Mr. ALI REDA ALHASHEMI

PRESIDENT & FOUNDER

[Review of an interview as published in ME-Printer Magazine in May 2005]
There are none in the graphic arts industry in this part of the world who haven’t heard of Ali Alhashemi, the man who helped create the market for graphic arts in the gulf region.

Like a true son of the soil, Ali Alhashemi rose from an unlettered childhood to a notable existence as a self made man. Left to fend for themselves, Ali and his four brothers worked hard to make ends meet. “My father died when I was three years old and ever since then, we had to earn our living. I used to sell dates with my brothers and that was hard work but I am used to it right from the beginning,” he informs.

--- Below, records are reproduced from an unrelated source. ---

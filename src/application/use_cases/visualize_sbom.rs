use crate::application::dto::{VisualizationRequest, VisualizationResponse};
use crate::graph_engine::domain::{iter_forest, Component, SbomStatistics};
use crate::graph_engine::services::{ComponentFilter, GraphBuilder, LayoutEngine, Merger};
use crate::ports::outbound::{ComponentGenerator, ProgressReporter, ProjectFileReader};
use crate::shared::error::SbomError;
use crate::shared::Result;
use std::path::Path;

/// VisualizeSbomUseCase - turns component-list files into a positioned forest
///
/// Reads every source, runs it through the generator, then merges, filters,
/// selects roots, builds and lays out the graph. Only the read and generate
/// steps can fail; the graph engine itself never does.
///
/// # Type Parameters
/// * `R` - ProjectFileReader implementation
/// * `G` - ComponentGenerator implementation
/// * `P` - ProgressReporter implementation
pub struct VisualizeSbomUseCase<R, G, P> {
    file_reader: R,
    generator: G,
    progress_reporter: P,
}

impl<R, G, P> VisualizeSbomUseCase<R, G, P>
where
    R: ProjectFileReader,
    G: ComponentGenerator,
    P: ProgressReporter,
{
    pub fn new(file_reader: R, generator: G, progress_reporter: P) -> Self {
        Self {
            file_reader,
            generator,
            progress_reporter,
        }
    }

    /// Executes the visualization pipeline
    ///
    /// # Errors
    /// Returns an error if a source cannot be read, is rejected by the
    /// generator, or an exclude pattern is invalid
    pub fn execute(&self, request: VisualizationRequest) -> Result<VisualizationResponse> {
        // Step 1: Read and generate every source
        let sources = self.load_sources(&request)?;

        // Step 2: Merge into the canonical list
        let merged = Merger::merge(&sources);
        self.progress_reporter.report(&format!(
            "🔗 Merged into {} unique component(s)",
            merged.len()
        ));

        // Step 3: Derived view
        let (components, unmatched_patterns) = self.apply_filters(merged, &request)?;

        // Step 4: Build and position the forest
        let roots = self.select_roots(&components, request.root.as_deref());
        let forest = GraphBuilder::build(&roots, &components);
        let forest = LayoutEngine::new(request.layout).layout(forest);
        self.progress_reporter.report(&format!(
            "🌳 Built {} tree(s) with {} node(s)",
            forest.len(),
            iter_forest(&forest).count()
        ));

        let statistics = SbomStatistics::from_components(&components);

        Ok(VisualizationResponse {
            components,
            forest,
            statistics,
            unmatched_patterns,
        })
    }

    fn load_sources(&self, request: &VisualizationRequest) -> Result<Vec<Vec<Component>>> {
        let total = request.sources.len();
        self.progress_reporter
            .report(&format!("📖 Loading {} SBOM source(s)...", total));

        let mut sources = Vec::with_capacity(total);
        for (index, path) in request.sources.iter().enumerate() {
            sources.push(self.load_source(path, request)?);
            self.progress_reporter.report_progress(
                index + 1,
                total,
                Some(&path.display().to_string()),
            );
        }

        let loaded: usize = sources.iter().map(Vec::len).sum();
        self.progress_reporter.report(&format!(
            "✅ Loaded {} component(s) from {} source(s)",
            loaded, total
        ));
        Ok(sources)
    }

    fn load_source(&self, path: &Path, request: &VisualizationRequest) -> Result<Vec<Component>> {
        let file = self.file_reader.read_project_file(path)?;
        let components = self
            .generator
            .generate(std::slice::from_ref(&file), &request.generator_config)
            .map_err(|e| SbomError::InvalidSbom {
                path: path.to_path_buf(),
                details: e.to_string(),
            })?;
        Ok(components)
    }

    /// Applies the request's filter criteria
    ///
    /// An empty result is not an error: it renders as an empty graph.
    fn apply_filters(
        &self,
        components: Vec<Component>,
        request: &VisualizationRequest,
    ) -> Result<(Vec<Component>, Vec<String>)> {
        let mut filter = ComponentFilter::new()
            .with_exclude_patterns(request.exclude_patterns.clone())?
            .with_types(request.types.iter().copied())
            .with_risk_levels(request.risk_levels.iter().copied())
            .vulnerable_only(request.vulnerable_only);
        if let Some(term) = &request.search {
            filter = filter.with_search(term.as_str());
        }

        if filter.is_pass_through() {
            return Ok((components, Vec::new()));
        }

        let original_count = components.len();
        let filtered = filter.apply(&components);

        let removed = original_count - filtered.len();
        if removed > 0 {
            self.progress_reporter
                .report(&format!("🚫 Filtered out {} component(s)", removed));
        }
        if filtered.is_empty() && original_count > 0 {
            self.progress_reporter.report_error(&format!(
                "⚠️  Warning: All {} component(s) were filtered out. The graph will be empty.",
                original_count
            ));
        }

        let unmatched_patterns = filter.unmatched_patterns();
        for pattern in &unmatched_patterns {
            self.progress_reporter.report_error(&format!(
                "⚠️  Warning: Exclude pattern '{}' did not match any component.",
                pattern
            ));
        }

        Ok((filtered, unmatched_patterns))
    }

    fn select_roots(&self, components: &[Component], designated: Option<&str>) -> Vec<String> {
        let Some(designated) = designated else {
            return GraphBuilder::default_roots(components);
        };

        match GraphBuilder::application_root(components, Some(designated)) {
            Some(root) => {
                if root != designated {
                    self.progress_reporter.report_error(&format!(
                        "⚠️  Warning: Root '{}' not found, using application '{}' instead.",
                        designated, root
                    ));
                }
                vec![root]
            }
            None => {
                self.progress_reporter.report_error(&format!(
                    "⚠️  Warning: Root '{}' not found and no application component exists. Showing all top-level components.",
                    designated
                ));
                GraphBuilder::default_roots(components)
            }
        }
    }
}

#[cfg(test)]
mod tests {
    use super::*;
    use crate::graph_engine::domain::{ComponentType, RiskLevel};
    use crate::ports::outbound::{GenerationError, GeneratorConfig, ProjectFile};
    use std::cell::RefCell;
    use std::collections::HashMap;
    use std::path::PathBuf;

    struct InMemoryReader {
        files: HashMap<PathBuf, String>,
    }

    impl ProjectFileReader for InMemoryReader {
        fn read_project_file(&self, path: &Path) -> Result<ProjectFile> {
            let content = self
                .files
                .get(path)
                .ok_or_else(|| anyhow::anyhow!("missing {}", path.display()))?;
            Ok(ProjectFile::new(path.display().to_string(), content.clone()))
        }
    }

    /// Generator returning a fixed component list per file name
    struct TableGenerator {
        table: HashMap<String, Vec<Component>>,
    }

    impl ComponentGenerator for TableGenerator {
        fn generate(
            &self,
            files: &[ProjectFile],
            _config: &GeneratorConfig,
        ) -> std::result::Result<Vec<Component>, GenerationError> {
            let file = files.first().ok_or(GenerationError::Empty)?;
            self.table
                .get(&file.name)
                .cloned()
                .ok_or_else(|| GenerationError::InvalidInput {
                    file: file.name.clone(),
                    reason: "unknown".to_string(),
                })
        }
    }

    #[derive(Default)]
    struct CollectingReporter {
        errors: RefCell<Vec<String>>,
    }

    impl ProgressReporter for CollectingReporter {
        fn report(&self, _message: &str) {}
        fn report_progress(&self, _current: usize, _total: usize, _message: Option<&str>) {}
        fn report_error(&self, message: &str) {
            self.errors.borrow_mut().push(message.to_string());
        }
        fn report_completion(&self, _message: &str) {}
    }

    fn use_case(
        sources: Vec<(&str, Vec<Component>)>,
    ) -> VisualizeSbomUseCase<InMemoryReader, TableGenerator, CollectingReporter> {
        let files = sources
            .iter()
            .map(|(name, _)| (PathBuf::from(name), String::new()))
            .collect();
        let table = sources
            .into_iter()
            .map(|(name, components)| (name.to_string(), components))
            .collect();
        VisualizeSbomUseCase::new(
            InMemoryReader { files },
            TableGenerator { table },
            CollectingReporter::default(),
        )
    }

    fn frontend() -> Vec<Component> {
        vec![
            Component::new("app", "web", "1.0.0", ComponentType::Application)
                .with_dependencies(["react"]),
            Component::new("react", "react", "18.2.0", ComponentType::Library),
        ]
    }

    fn backend() -> Vec<Component> {
        vec![
            Component::new("react-2", "react", "18.2.0", ComponentType::Library)
                .with_dependencies(["lodash"])
                .with_risk(RiskLevel::High, 1),
            Component::new("lodash", "lodash", "4.17.21", ComponentType::Dependency),
        ]
    }

    #[test]
    fn test_execute_merges_sources() {
        let use_case = use_case(vec![("a.json", frontend()), ("b.json", backend())]);
        let request = VisualizationRequest::builder()
            .sources(["a.json", "b.json"])
            .build()
            .unwrap();

        let response = use_case.execute(request).unwrap();

        assert_eq!(response.components.len(), 3);
        assert_eq!(response.statistics.total, 3);
        assert_eq!(response.statistics.high_risk, 1);
        // react keeps its first id; lodash is referenced, so "app" is the only root
        assert_eq!(response.forest.len(), 1);
        assert_eq!(response.forest[0].id, "app");
        assert_eq!(response.forest[0].x, 100.0);
    }

    #[test]
    fn test_execute_designated_root() {
        let use_case = use_case(vec![("a.json", frontend())]);
        let request = VisualizationRequest::builder()
            .source("a.json")
            .root(Some("react".to_string()))
            .build()
            .unwrap();

        let response = use_case.execute(request).unwrap();
        assert_eq!(response.forest.len(), 1);
        assert_eq!(response.forest[0].id, "react");
        assert!(use_case.progress_reporter.errors.borrow().is_empty());
    }

    #[test]
    fn test_execute_missing_root_falls_back_to_application() {
        let use_case = use_case(vec![("a.json", frontend())]);
        let request = VisualizationRequest::builder()
            .source("a.json")
            .root(Some("nope".to_string()))
            .build()
            .unwrap();

        let response = use_case.execute(request).unwrap();
        assert_eq!(response.forest[0].id, "app");
        assert!(use_case.progress_reporter.errors.borrow()[0].contains("Root 'nope' not found"));
    }

    #[test]
    fn test_execute_filters_and_reports_unmatched() {
        let use_case = use_case(vec![("a.json", frontend())]);
        let request = VisualizationRequest::builder()
            .source("a.json")
            .exclude_patterns(vec!["react".to_string(), "vue*".to_string()])
            .build()
            .unwrap();

        let response = use_case.execute(request).unwrap();
        assert_eq!(response.components.len(), 1);
        assert_eq!(response.unmatched_patterns, vec!["vue*"]);
        // dangling edge to the excluded component is dropped
        assert!(response.forest[0].children.is_empty());
    }

    #[test]
    fn test_execute_everything_filtered_is_not_an_error() {
        let use_case = use_case(vec![("a.json", frontend())]);
        let request = VisualizationRequest::builder()
            .source("a.json")
            .vulnerable_only(true)
            .build()
            .unwrap();

        let response = use_case.execute(request).unwrap();
        assert!(response.components.is_empty());
        assert!(response.forest.is_empty());
        assert!(use_case.progress_reporter.errors.borrow()[0].contains("filtered out"));
    }

    #[test]
    fn test_execute_generator_error_names_path() {
        let use_case = use_case(vec![("a.json", frontend())]);
        let mut request = VisualizationRequest::builder()
            .source("a.json")
            .build()
            .unwrap();
        request.sources = vec![PathBuf::from("a.json"), PathBuf::from("missing.json")];

        let err = use_case.execute(request).unwrap_err();
        assert!(err.to_string().contains("missing.json"));
    }
}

Young Ali was compelled to leave the UAE for Bahrain. It was in Bahrain that the rendezvous with graphic arts would take place. It was also in Bahrain that Ali Alhashemi would learn to read and write, a step out of the darkness into which destiny had thrown him at the age of eighteen. He describes his eight years in Bahrain thus: “It was in 1950 that I started working in the Sheikh Abdullah Bin Zayed Printing Press, where there was no electricity also, as a printer and binder for a salary of 5 dinars. We used to work on wooden types, wherein paper had to be manually placed one by one to be printed. And then worked with Al Muyyed Printing Press.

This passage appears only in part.